В статье, посвященной «Кирпичикам» и их многочисленным переработкам, С.Ю. Неклюдов, анализируя художественные средства, обеспечивающие преемственность разных переделок по отношению к оригиналу, делает несколько замечаний, касающихся использования червончиков в трех песнях из нашей группы: «Формула по рублику, по червончику [в песне о директоре Сеньке. — М.Л.] возникает как параллель к формуле по винтику, по кирпичику (в свою очередь прямо воспроизведенной из первотекста); в последующей традиции червончики начинают устойчиво “рифмоваться” с кирпичиками. В версии 52 [о директоре и машинистке. — М. Л.] тема червончиков становится сквозной (За полмесяца шесть червончиков / Получала девица тогда... У директора есть червончики, / У меня — голубые глаза... А червончики и пятерочки / Улетучились, словно бензин... Я готов отдать вам червончики, / Но сидеть я за вас не хочу!). <...> Версия 6 [о фальшивомонетчиках Сеньке и Кате. — М.Л.] разрабатывает уже заявленную тему червончиков. <...> Параллелизм кирпичиков и червончиков здесь используется как конструктивный способ текстопорождения, слова червончики, червонный прямо замещают кирпичики, кирпичный из первотекста: червонный завод вместо кирпичный завод, за червончики вместо за кирпичики. Во вводном куплете песня сообщает об этой замене как о вполне сознательном приеме (Не “Кирпичики”, а “Червончики” / Называю я песню свою...)» [Неклюдов 2005: 281, 282].
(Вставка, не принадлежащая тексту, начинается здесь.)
//! Repeated CUR trials on a single matrix.
//!
//! Every trial samples columns and rows, reconstructs the matrix from them
//! and evaluates the enabled metrics. The trials are independent. Trial `i`
//! draws its random numbers from stream `i` of a ChaCha8 generator seeded
//! with the experiment seed, so sequential and parallel runs with the same
//! seed produce identical results.

use crate::adaptive::ResidualRowSelector;
use crate::config::CurConfig;
use crate::metrics::{evaluate, MetricFlags, TrialMetrics};
use crate::pivoted_qr::PivotedQR;
use crate::reconstruction::CurApproximation;
use crate::sampling::{draw_sample, AdaptiveRowSelector};
use crate::svd::{LapackSvd, SvdBackend};
use crate::types::{Result, RustyCurError};
use log::{debug, info};
use ndarray::ArrayView2;
use rand::{Rng, SeedableRng};
use rand_chacha::ChaCha8Rng;
use rayon::prelude::*;
use serde::Serialize;
use std::time::{Duration, Instant};

/// Result of a single trial.
#[derive(Clone, Debug)]
pub struct TrialResult<R> {
    pub col_ind: Vec<usize>,
    pub row_ind: Vec<usize>,
    pub metrics: TrialMetrics<R>,
    /// Time for sampling the indices and extracting C and R.
    pub construct_time: Duration,
    /// Time for the factorizations, the core SVD and the metrics.
    pub metric_computing_time: Duration,
}

/// Results of all trials of an experiment, stored by quantity.
///
/// Entry `i` of every sequence belongs to trial `i`. The sequence of a
/// metric exists only if the metric was enabled.
#[derive(Clone, Debug, Serialize)]
pub struct CurTrials<R> {
    /// Base seed of the per-trial random streams, if the run was seeded.
    pub seed: Option<u64>,
    pub col_indices: Vec<Vec<usize>>,
    pub row_indices: Vec<Vec<usize>>,
    pub sigma_k: Option<Vec<R>>,
    pub froerr: Option<Vec<R>>,
    pub froerr_k: Option<Vec<R>>,
    pub specerr: Option<Vec<R>>,
    pub specerr_k: Option<Vec<R>>,
    pub construct_time: Vec<Duration>,
    pub metric_computing_time: Vec<Duration>,
}

impl<R> CurTrials<R> {
    pub fn new(flags: &MetricFlags, seed: Option<u64>) -> Self {
        let sequence = |enabled: bool| if enabled { Some(Vec::new()) } else { None };

        Self {
            seed,
            col_indices: Vec::new(),
            row_indices: Vec::new(),
            sigma_k: sequence(flags.sigma_k),
            froerr: sequence(flags.froerr),
            froerr_k: sequence(flags.froerr_k),
            specerr: sequence(flags.specerr),
            specerr_k: sequence(flags.specerr_k),
            construct_time: Vec::new(),
            metric_computing_time: Vec::new(),
        }
    }

    /// Append the result of the next trial.
    ///
    /// Every enabled metric must carry a value. Otherwise nothing is
    /// appended, so all sequences keep the same length.
    pub fn push(&mut self, trial: TrialResult<R>) -> Result<()> {
        let metrics = trial.metrics;

        let slots = [
            ("sigma_k", self.sigma_k.is_some(), metrics.sigma_k.is_some()),
            ("froerr", self.froerr.is_some(), metrics.froerr.is_some()),
            ("froerr_k", self.froerr_k.is_some(), metrics.froerr_k.is_some()),
            ("specerr", self.specerr.is_some(), metrics.specerr.is_some()),
            ("specerr_k", self.specerr_k.is_some(), metrics.specerr_k.is_some()),
        ];
        if let Some(&(metric, _, _)) = slots
            .iter()
            .find(|&&(_, enabled, present)| enabled && !present)
        {
            return Err(RustyCurError::MissingMetric { metric });
        }

        fn append<R>(sequence: &mut Option<Vec<R>>, value: Option<R>) {
            if let (Some(sequence), Some(value)) = (sequence.as_mut(), value) {
                sequence.push(value);
            }
        }

        append(&mut self.sigma_k, metrics.sigma_k);
        append(&mut self.froerr, metrics.froerr);
        append(&mut self.froerr_k, metrics.froerr_k);
        append(&mut self.specerr, metrics.specerr);
        append(&mut self.specerr_k, metrics.specerr_k);

        self.col_indices.push(trial.col_ind);
        self.row_indices.push(trial.row_ind);
        self.construct_time.push(trial.construct_time);
        self.metric_computing_time.push(trial.metric_computing_time);

        Ok(())
    }

    /// Number of trials.
    pub fn len(&self) -> usize {
        self.col_indices.len()
    }

    pub fn is_empty(&self) -> bool {
        self.col_indices.is_empty()
    }
}

/// Driver for repeated CUR trials.
///
/// The row selector is only used if the configuration enables adaptive
/// sampling. All SVDs of the reconstruction and the metrics go through the
/// backend.
pub struct CurExperiment<S = ResidualRowSelector, B = LapackSvd> {
    config: CurConfig,
    selector: S,
    backend: B,
}

impl CurExperiment {
    pub fn new(config: CurConfig) -> Self {
        Self {
            config,
            selector: ResidualRowSelector::default(),
            backend: LapackSvd,
        }
    }
}

impl<S, B> CurExperiment<S, B> {
    pub fn with_selector<T>(self, selector: T) -> CurExperiment<T, B> {
        CurExperiment {
            config: self.config,
            selector,
            backend: self.backend,
        }
    }

    pub fn with_backend<T>(self, backend: T) -> CurExperiment<S, T> {
        CurExperiment {
            config: self.config,
            selector: self.selector,
            backend,
        }
    }

    pub fn config(&self) -> &CurConfig {
        &self.config
    }

    pub fn backend(&self) -> &B {
        &self.backend
    }

    /// Run all trials one after another.
    pub fn run<A>(&self, mat: ArrayView2<A>) -> Result<CurTrials<A::Real>>
    where
        A: PivotedQR,
        S: AdaptiveRowSelector<A>,
        B: SvdBackend<A>,
    {
        self.config.validate(mat.dim())?;
        let seed = self.base_seed();
        self.log_start(mat.dim(), Some(seed));

        let start = Instant::now();
        let mut trials = CurTrials::new(&self.config.metrics, Some(seed));

        for index in 0..self.config.num_trials {
            let trial = self.run_trial(mat, &mut trial_rng(seed, index))?;
            log_trial(index, &trial);
            trials.push(trial)?;
        }

        info!("Finished {} trials in {:?}", trials.len(), start.elapsed());
        Ok(trials)
    }

    /// Run all trials on the rayon thread pool.
    ///
    /// Each trial uses the same random stream as in [`CurExperiment::run`],
    /// and the results are stored in trial order.
    pub fn run_parallel<A>(&self, mat: ArrayView2<A>) -> Result<CurTrials<A::Real>>
    where
        A: PivotedQR + Send + Sync,
        A::Real: Send,
        S: AdaptiveRowSelector<A> + Sync,
        B: SvdBackend<A> + Sync,
    {
        self.config.validate(mat.dim())?;
        let seed = self.base_seed();
        self.log_start(mat.dim(), Some(seed));

        let start = Instant::now();
        let results = (0..self.config.num_trials)
            .into_par_iter()
            .map(|index| self.run_trial(mat, &mut trial_rng(seed, index)))
            .collect::<Result<Vec<_>>>()?;

        let mut trials = CurTrials::new(&self.config.metrics, Some(seed));
        for (index, trial) in results.into_iter().enumerate() {
            log_trial(index, &trial);
            trials.push(trial)?;
        }

        info!(
            "Finished {} parallel trials in {:?}",
            trials.len(),
            start.elapsed()
        );
        Ok(trials)
    }

    /// Run all trials one after another, drawing every random number from `rng`.
    ///
    /// The configured seed is ignored.
    pub fn run_with_rng<A, R>(&self, mat: ArrayView2<A>, rng: &mut R) -> Result<CurTrials<A::Real>>
    where
        A: PivotedQR,
        S: AdaptiveRowSelector<A>,
        B: SvdBackend<A>,
        R: Rng + ?Sized,
    {
        self.config.validate(mat.dim())?;
        self.log_start(mat.dim(), None);

        let start = Instant::now();
        let mut trials = CurTrials::new(&self.config.metrics, None);

        for index in 0..self.config.num_trials {
            let trial = self.run_trial(mat, rng)?;
            log_trial(index, &trial);
            trials.push(trial)?;
        }

        info!("Finished {} trials in {:?}", trials.len(), start.elapsed());
        Ok(trials)
    }

    /// Run a single trial. The configuration must have been validated for `mat`.
    pub fn run_trial<A, R>(&self, mat: ArrayView2<A>, rng: &mut R) -> Result<TrialResult<A::Real>>
    where
        A: PivotedQR,
        S: AdaptiveRowSelector<A>,
        B: SvdBackend<A>,
        R: Rng + ?Sized,
    {
        let flags = &self.config.metrics;

        let start = Instant::now();
        let sample = draw_sample(mat, &self.config, &self.selector, rng)?;
        let construct_time = start.elapsed();

        let start = Instant::now();
        let approx = CurApproximation::compute(
            mat,
            sample.c.view(),
            sample.r.view(),
            self.config.rank,
            flags.needs_core_svd(),
            &self.backend,
        )?;
        let metrics = evaluate(mat, &approx, flags, &self.backend)?;
        let metric_computing_time = start.elapsed();

        Ok(TrialResult {
            col_ind: sample.col_ind,
            row_ind: sample.row_ind,
            metrics,
            construct_time,
            metric_computing_time,
        })
    }

    fn base_seed(&self) -> u64 {
        self.config
            .seed
            .unwrap_or_else(|| rand::thread_rng().gen())
    }

    fn log_start(&self, shape: (usize, usize), seed: Option<u64>) {
        let config = &self.config;
        info!(
            "Running {} CUR trials on a {}x{} matrix: k = {}, c = {}, r = {}, adaptive = {}, seed = {:?}",
            config.num_trials, shape.0, shape.1, config.rank, config.num_cols, config.num_rows, config.adaptive, seed
        );
    }
}

/// Random source of trial `index` for the base `seed`.
pub fn trial_rng(seed: u64, index: usize) -> ChaCha8Rng {
    let mut rng = ChaCha8Rng::seed_from_u64(seed);
    rng.set_stream(index as u64);
    rng
}

fn log_trial<R: std::fmt::Debug>(index: usize, trial: &TrialResult<R>) {
    debug!(
        "Trial {}: construct {:?}, metrics {:?}, {:?}",
        index, trial.construct_time, trial.metric_computing_time, trial.metrics
    );
}

#[cfg(test)]
mod tests {

    use super::*;
    use crate::random_matrix::RandomMatrix;
    use rand::RngCore;

    fn trial_with(metrics: TrialMetrics<f64>) -> TrialResult<f64> {
        TrialResult {
            col_ind: vec![0, 1],
            row_ind: vec![2, 3],
            metrics,
            construct_time: Duration::from_millis(1),
            metric_computing_time: Duration::from_millis(2),
        }
    }

    #[test]
    fn test_trial_missing_an_enabled_metric_is_rejected() {
        let flags = MetricFlags {
            froerr: true,
            specerr_k: true,
            ..MetricFlags::none()
        };
        let mut trials = CurTrials::new(&flags, None);

        let complete = TrialMetrics {
            froerr: Some(0.5),
            specerr_k: Some(0.25),
            ..TrialMetrics::default()
        };
        trials.push(trial_with(complete)).unwrap();

        let incomplete = TrialMetrics {
            froerr: Some(0.5),
            ..TrialMetrics::default()
        };
        let result = trials.push(trial_with(incomplete));

        assert!(matches!(
            result,
            Err(RustyCurError::MissingMetric { metric: "specerr_k" })
        ));
        assert_eq!(trials.len(), 1);
        assert_eq!(trials.froerr.as_ref().map(Vec::len), Some(1));
        assert_eq!(trials.construct_time.len(), 1);
    }

    #[test]
    fn test_trials_serialize_enabled_metrics_only() {
        let flags = MetricFlags {
            sigma_k: true,
            ..MetricFlags::none()
        };
        let mut trials = CurTrials::new(&flags, Some(3));
        let metrics = TrialMetrics {
            sigma_k: Some(0.125),
            ..TrialMetrics::default()
        };
        trials.push(trial_with(metrics)).unwrap();

        let value = serde_json::to_value(&trials).unwrap();

        assert_eq!(value["seed"], 3);
        assert_eq!(value["col_indices"], serde_json::json!([[0, 1]]));
        assert_eq!(value["row_indices"], serde_json::json!([[2, 3]]));
        assert_eq!(value["sigma_k"], serde_json::json!([0.125]));
        assert!(value["froerr"].is_null());
        assert!(value["specerr_k"].is_null());
        assert_eq!(value["construct_time"][0]["nanos"], 1_000_000);
        assert_eq!(value["metric_computing_time"][0]["nanos"], 2_000_000);
    }

    #[test]
    fn test_trial_rngs_are_independent_streams() {
        let first = trial_rng(5, 0).next_u64();
        let second = trial_rng(5, 1).next_u64();

        assert_ne!(first, second);
        assert_eq!(first, trial_rng(5, 0).next_u64());
    }

    #[test]
    fn test_trials_collect_enabled_metrics_only() {
        let mut rng = rand::thread_rng();
        let mat = f64::random_gaussian((15, 12), &mut rng);

        let flags = MetricFlags {
            sigma_k: true,
            froerr_k: true,
            ..MetricFlags::none()
        };
        let config = CurConfig::new(2, 5, 5, 4).with_metrics(flags).with_seed(1);
        let trials = CurExperiment::new(config).run(mat.view()).unwrap();

        assert_eq!(trials.len(), 4);
        assert_eq!(trials.seed, Some(1));
        assert_eq!(trials.sigma_k.as_ref().map(Vec::len), Some(4));
        assert_eq!(trials.froerr_k.as_ref().map(Vec::len), Some(4));
        assert!(trials.froerr.is_none() && trials.specerr.is_none() && trials.specerr_k.is_none());
        assert_eq!(trials.construct_time.len(), 4);
        assert_eq!(trials.metric_computing_time.len(), 4);
        assert!(trials.row_indices.iter().all(|rows| rows.len() == 5));
    }

    #[test]
    fn test_invalid_configuration_runs_no_trial() {
        let mut rng = rand::thread_rng();
        let mat = f64::random_gaussian((10, 5), &mut rng);

        let config = CurConfig::new(2, 5, 3, 3).with_metrics(MetricFlags::all());
        let result = CurExperiment::new(config).run(mat.view());

        assert!(matches!(result, Err(RustyCurError::InvalidConfiguration(_))));
    }

    #[test]
    fn test_unseeded_run_records_its_seed() {
        let mut rng = rand::thread_rng();
        let mat = f64::random_gaussian((10, 10), &mut rng);

        let config = CurConfig::new(2, 3, 3, 2).with_metrics(MetricFlags::all());
        let experiment = CurExperiment::new(config.clone());
        let trials = experiment.run(mat.view()).unwrap();
        let seed = trials.seed.unwrap();

        let rerun = CurExperiment::new(config.with_seed(seed)).run(mat.view()).unwrap();
        assert_eq!(trials.col_indices, rerun.col_indices);
        assert_eq!(trials.row_indices, rerun.row_indices);
        assert_eq!(trials.froerr, rerun.froerr);
    }
}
Таким образом, речь по сути идет об особой «субтрадиции» в традиции уличной эстрады той эпохи — переделках «Кирпичиков» о растратчиках червончиков. Единственный из приведенных выше текстов, в котором нет упоминания червончиков, — это песня о растрате денег, выделенных на кирпичную постройку, но и этому исключению есть свое объяснение. С одной стороны, преемственность по отношению к прототексту обеспечивается здесь другим образом — посредством многократного упоминания кирпичей, причем всегда в сильной позиции конца строки, т.е. так же, как червончики в других текстах: Обязательно из кирпичей; Для постройки купить кирпичей; Вместо красных простых кирпичей; Вместо здания да кирпичного. С другой стороны, если принять на веру сообщение собирателя, что «стихотворение сочинено группой арестантов, сидящих за растрату на строительстве в Малмыжском “домзаке” в 1928 году», т.е. самими героями событий, то становится понятно, почему ставшие поэтической формулой червончики оказались здесь непозволительно условной деталью и уступили место указанию на вполне конкретную, точно названную и даже совсем не круглую сумму растраты:

Вот возьми ты их да и высеки,
Потерпел брат убыточек трест.
Так заплакали сто три тысячи
На их место поставили крест.

Однако бросающееся в глаза пристрастие текстов рассматриваемых песен к червончикам имеет не только генетические основания — как модификация кирпичиков исходного текста, связывающая переделку с оригиналом. Уже к моменту появления песни-источника почва для актуализации червончиков была хорошо подготовлена введением новой советской денежной единицы и сопутствовавшими этому процессами и текстами. В 1922 г. советское правительство начало проводить реформу сильно расстроенной за предыдущие годы системы денежного обращения, и ее основной целью было введение устойчивой валюты, имеющей «золотое обеспечение». После дискуссии о названии новой денежной единицы, в ходе которой предлагались такие варианты, как «целковый» и «федерал», было решено использовать слово «червонец». С одной стороны, это наименование воспринималось как традиционное и привычное (в отличие от «федерала» — неологизма, очевидно, созданного по образцу «империала»): узнаваемость имени должна была помочь новым деньгам получить доверие со стороны населения. Заметим, это было не самой простой задачей для страны, на территории которой за последние годы находилось в обращении несколько десятков различных денежных единиц, а основная официальная государственная валюта — исчисляемые в рублях «совзнаки» — каждый год обесценивалась на несколько порядков, несмотря на регулярные деноминации. С другой стороны, «червонец» отчетливо ассоциировался с золотой монетой, что удачно соответствовало придаваемому новым деньгам статусу надежно обеспеченной валюты, подлежащей обмену на золото, — в отличие от «целкового», традиционно служившего наименованием рубля, в то время как новые «твердые» червонцы противопоставлялись существующим эмиссионным рублям («совзнакам»), с которыми им некоторое время предстояло иметь параллельное хождение.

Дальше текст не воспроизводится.